(WHAT YOU SHOULD DO)
In the listing that follows, count each line where the word "TraceLayer" appears; write nothing but the count.

─── DATA LISTING ───

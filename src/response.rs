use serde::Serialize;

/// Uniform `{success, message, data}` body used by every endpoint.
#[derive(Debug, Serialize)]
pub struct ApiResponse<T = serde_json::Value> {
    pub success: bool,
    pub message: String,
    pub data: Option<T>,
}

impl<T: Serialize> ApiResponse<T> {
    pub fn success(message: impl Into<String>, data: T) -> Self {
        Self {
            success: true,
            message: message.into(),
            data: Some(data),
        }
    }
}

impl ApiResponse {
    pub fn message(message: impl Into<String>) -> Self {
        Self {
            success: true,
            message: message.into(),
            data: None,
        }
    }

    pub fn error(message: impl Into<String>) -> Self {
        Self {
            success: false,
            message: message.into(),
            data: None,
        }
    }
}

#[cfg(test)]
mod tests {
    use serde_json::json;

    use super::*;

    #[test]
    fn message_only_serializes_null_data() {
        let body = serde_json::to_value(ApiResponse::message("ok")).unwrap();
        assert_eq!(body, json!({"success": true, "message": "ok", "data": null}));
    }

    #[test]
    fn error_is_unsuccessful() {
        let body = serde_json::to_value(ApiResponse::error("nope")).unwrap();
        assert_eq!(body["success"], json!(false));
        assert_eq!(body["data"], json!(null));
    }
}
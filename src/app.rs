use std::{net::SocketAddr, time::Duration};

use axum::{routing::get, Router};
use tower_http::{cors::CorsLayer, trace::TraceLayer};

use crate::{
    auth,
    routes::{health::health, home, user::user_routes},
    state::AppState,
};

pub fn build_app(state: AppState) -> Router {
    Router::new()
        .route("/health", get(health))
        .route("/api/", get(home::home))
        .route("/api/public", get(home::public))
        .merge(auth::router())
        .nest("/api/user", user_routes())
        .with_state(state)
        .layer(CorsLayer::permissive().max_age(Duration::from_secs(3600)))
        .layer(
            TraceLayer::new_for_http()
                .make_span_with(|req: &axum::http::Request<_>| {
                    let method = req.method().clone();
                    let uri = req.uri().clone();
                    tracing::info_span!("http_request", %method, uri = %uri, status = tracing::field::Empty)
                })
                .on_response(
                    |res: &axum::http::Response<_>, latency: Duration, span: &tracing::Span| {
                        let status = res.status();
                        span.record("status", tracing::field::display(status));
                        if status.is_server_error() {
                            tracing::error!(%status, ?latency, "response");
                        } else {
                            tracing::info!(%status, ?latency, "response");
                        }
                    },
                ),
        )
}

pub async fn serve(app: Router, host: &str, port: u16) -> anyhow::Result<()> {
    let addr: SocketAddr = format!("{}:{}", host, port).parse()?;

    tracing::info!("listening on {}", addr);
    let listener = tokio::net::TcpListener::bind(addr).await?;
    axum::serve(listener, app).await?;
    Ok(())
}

───
─── DATA LISTING ───

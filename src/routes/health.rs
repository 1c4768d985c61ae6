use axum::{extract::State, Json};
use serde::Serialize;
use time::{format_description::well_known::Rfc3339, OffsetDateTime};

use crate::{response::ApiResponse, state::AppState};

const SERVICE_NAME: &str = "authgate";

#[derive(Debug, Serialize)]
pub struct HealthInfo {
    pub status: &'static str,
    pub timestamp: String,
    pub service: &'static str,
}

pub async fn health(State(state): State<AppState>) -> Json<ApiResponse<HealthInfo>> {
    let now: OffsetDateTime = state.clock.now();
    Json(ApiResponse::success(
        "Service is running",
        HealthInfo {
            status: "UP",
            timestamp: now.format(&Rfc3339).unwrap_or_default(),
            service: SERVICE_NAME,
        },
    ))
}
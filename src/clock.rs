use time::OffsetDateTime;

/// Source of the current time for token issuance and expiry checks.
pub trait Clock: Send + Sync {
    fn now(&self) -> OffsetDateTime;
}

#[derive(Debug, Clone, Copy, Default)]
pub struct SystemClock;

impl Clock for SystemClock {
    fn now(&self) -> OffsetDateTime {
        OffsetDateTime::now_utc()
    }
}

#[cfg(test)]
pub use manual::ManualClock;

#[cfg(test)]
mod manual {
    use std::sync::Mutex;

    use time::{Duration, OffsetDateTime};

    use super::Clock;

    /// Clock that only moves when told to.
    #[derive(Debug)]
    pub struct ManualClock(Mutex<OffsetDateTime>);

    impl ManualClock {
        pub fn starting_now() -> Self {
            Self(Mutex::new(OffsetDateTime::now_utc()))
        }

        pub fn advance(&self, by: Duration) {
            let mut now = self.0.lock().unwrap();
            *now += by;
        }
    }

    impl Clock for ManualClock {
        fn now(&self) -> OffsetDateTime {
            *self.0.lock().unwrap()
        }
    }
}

───
─── DATA LISTING ───

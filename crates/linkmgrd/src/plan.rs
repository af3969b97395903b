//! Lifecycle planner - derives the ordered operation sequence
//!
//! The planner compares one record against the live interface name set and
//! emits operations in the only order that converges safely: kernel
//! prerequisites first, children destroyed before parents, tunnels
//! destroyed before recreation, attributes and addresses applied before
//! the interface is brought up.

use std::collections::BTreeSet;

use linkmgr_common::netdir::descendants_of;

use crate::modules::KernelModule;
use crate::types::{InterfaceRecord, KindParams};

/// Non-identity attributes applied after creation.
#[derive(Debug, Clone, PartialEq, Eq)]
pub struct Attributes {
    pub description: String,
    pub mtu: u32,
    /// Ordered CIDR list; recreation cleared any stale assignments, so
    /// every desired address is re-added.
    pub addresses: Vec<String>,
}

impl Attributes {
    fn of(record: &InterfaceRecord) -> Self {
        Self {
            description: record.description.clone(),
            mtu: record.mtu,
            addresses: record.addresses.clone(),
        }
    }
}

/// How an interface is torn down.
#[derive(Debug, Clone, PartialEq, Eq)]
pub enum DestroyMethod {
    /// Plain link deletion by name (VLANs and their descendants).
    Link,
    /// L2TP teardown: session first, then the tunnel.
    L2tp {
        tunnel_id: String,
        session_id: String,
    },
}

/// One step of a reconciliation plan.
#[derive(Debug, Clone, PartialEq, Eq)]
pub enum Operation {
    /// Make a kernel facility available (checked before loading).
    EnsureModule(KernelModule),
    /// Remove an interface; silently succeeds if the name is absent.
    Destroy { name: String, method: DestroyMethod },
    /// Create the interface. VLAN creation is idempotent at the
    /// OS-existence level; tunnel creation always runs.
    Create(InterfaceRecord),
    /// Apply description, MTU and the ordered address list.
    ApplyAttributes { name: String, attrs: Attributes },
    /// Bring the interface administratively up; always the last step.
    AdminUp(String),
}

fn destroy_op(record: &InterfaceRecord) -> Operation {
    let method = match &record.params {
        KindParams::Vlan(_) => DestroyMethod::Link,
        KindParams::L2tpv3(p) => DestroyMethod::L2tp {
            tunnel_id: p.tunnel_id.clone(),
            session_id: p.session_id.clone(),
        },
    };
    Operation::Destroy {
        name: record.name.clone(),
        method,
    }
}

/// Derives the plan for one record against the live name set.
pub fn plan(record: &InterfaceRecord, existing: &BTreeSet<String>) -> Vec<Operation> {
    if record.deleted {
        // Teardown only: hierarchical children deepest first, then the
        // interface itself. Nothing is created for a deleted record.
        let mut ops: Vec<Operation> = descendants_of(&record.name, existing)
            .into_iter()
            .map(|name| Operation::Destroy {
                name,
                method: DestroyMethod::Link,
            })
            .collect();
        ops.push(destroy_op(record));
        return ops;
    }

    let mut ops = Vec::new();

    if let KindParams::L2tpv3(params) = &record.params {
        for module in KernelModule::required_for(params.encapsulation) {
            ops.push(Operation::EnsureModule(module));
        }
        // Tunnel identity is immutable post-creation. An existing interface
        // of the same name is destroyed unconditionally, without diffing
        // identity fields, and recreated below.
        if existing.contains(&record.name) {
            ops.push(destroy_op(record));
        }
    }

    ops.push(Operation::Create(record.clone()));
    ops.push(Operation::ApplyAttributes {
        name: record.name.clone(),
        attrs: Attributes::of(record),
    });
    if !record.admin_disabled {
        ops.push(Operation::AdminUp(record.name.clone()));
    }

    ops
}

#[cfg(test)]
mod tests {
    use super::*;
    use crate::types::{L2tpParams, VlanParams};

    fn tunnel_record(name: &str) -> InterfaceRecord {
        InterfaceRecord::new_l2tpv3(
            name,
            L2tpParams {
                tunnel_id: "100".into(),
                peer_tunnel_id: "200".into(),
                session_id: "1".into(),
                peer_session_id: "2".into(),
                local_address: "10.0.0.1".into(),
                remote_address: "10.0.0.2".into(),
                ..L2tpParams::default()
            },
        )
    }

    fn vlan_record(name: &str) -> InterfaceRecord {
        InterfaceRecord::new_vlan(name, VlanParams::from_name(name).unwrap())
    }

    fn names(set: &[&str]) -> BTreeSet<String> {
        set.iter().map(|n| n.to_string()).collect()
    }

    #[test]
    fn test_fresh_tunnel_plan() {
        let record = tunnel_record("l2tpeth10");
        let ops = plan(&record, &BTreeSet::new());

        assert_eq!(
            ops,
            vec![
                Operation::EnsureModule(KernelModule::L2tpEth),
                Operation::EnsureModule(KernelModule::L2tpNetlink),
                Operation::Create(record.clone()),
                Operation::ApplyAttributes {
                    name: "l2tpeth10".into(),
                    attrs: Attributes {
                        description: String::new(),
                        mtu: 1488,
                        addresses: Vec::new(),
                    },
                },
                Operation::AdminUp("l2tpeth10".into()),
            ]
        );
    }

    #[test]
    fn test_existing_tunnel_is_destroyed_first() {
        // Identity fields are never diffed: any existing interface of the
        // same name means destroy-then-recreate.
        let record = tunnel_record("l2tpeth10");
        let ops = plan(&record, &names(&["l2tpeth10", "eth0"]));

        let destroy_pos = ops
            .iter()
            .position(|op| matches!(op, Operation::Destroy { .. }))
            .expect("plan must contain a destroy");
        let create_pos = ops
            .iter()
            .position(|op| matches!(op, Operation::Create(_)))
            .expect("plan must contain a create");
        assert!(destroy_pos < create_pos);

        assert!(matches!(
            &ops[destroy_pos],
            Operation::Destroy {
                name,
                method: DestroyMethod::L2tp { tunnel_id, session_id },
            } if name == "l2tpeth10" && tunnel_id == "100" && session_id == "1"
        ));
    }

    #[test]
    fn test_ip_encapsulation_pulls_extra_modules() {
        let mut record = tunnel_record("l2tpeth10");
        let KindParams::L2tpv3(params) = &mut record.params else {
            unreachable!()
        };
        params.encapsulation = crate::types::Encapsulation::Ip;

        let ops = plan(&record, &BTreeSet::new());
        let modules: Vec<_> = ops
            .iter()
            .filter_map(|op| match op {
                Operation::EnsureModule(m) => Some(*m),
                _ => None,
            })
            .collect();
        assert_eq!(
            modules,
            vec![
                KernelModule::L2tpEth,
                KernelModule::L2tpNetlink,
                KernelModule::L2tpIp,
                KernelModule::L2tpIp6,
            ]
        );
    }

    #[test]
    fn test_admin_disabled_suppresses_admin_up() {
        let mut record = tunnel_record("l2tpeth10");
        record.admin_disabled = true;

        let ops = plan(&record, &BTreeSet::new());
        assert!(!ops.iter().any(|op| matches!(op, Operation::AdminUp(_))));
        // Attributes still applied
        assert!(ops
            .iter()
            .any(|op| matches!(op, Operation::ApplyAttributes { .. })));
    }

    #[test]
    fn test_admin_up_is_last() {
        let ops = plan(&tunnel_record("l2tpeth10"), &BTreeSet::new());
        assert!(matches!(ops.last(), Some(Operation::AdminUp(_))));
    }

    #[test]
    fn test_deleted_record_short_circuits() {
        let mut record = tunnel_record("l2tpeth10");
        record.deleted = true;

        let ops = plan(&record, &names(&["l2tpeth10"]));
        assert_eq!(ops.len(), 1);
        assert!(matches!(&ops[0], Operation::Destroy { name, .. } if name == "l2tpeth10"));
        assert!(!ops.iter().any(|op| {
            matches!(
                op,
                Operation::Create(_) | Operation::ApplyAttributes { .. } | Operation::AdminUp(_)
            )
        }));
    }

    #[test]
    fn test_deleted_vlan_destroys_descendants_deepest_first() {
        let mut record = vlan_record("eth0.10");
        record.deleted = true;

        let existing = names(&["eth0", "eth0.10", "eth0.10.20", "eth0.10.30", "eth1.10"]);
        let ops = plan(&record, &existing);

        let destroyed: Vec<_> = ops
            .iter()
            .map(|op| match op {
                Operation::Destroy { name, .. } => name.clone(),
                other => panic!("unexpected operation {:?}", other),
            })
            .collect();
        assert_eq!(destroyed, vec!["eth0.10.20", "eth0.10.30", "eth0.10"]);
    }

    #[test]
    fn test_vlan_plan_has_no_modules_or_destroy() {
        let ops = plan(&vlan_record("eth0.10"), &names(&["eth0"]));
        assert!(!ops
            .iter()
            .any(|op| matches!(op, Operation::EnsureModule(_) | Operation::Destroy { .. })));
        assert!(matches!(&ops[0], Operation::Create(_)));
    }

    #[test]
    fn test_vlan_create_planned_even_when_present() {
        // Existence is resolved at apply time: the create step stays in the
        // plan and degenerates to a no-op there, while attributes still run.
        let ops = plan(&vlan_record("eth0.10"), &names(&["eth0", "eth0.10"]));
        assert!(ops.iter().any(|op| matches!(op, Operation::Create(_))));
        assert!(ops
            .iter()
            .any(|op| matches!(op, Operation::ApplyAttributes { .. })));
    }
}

───

(SOLUTION TO THE EXERCISE)
2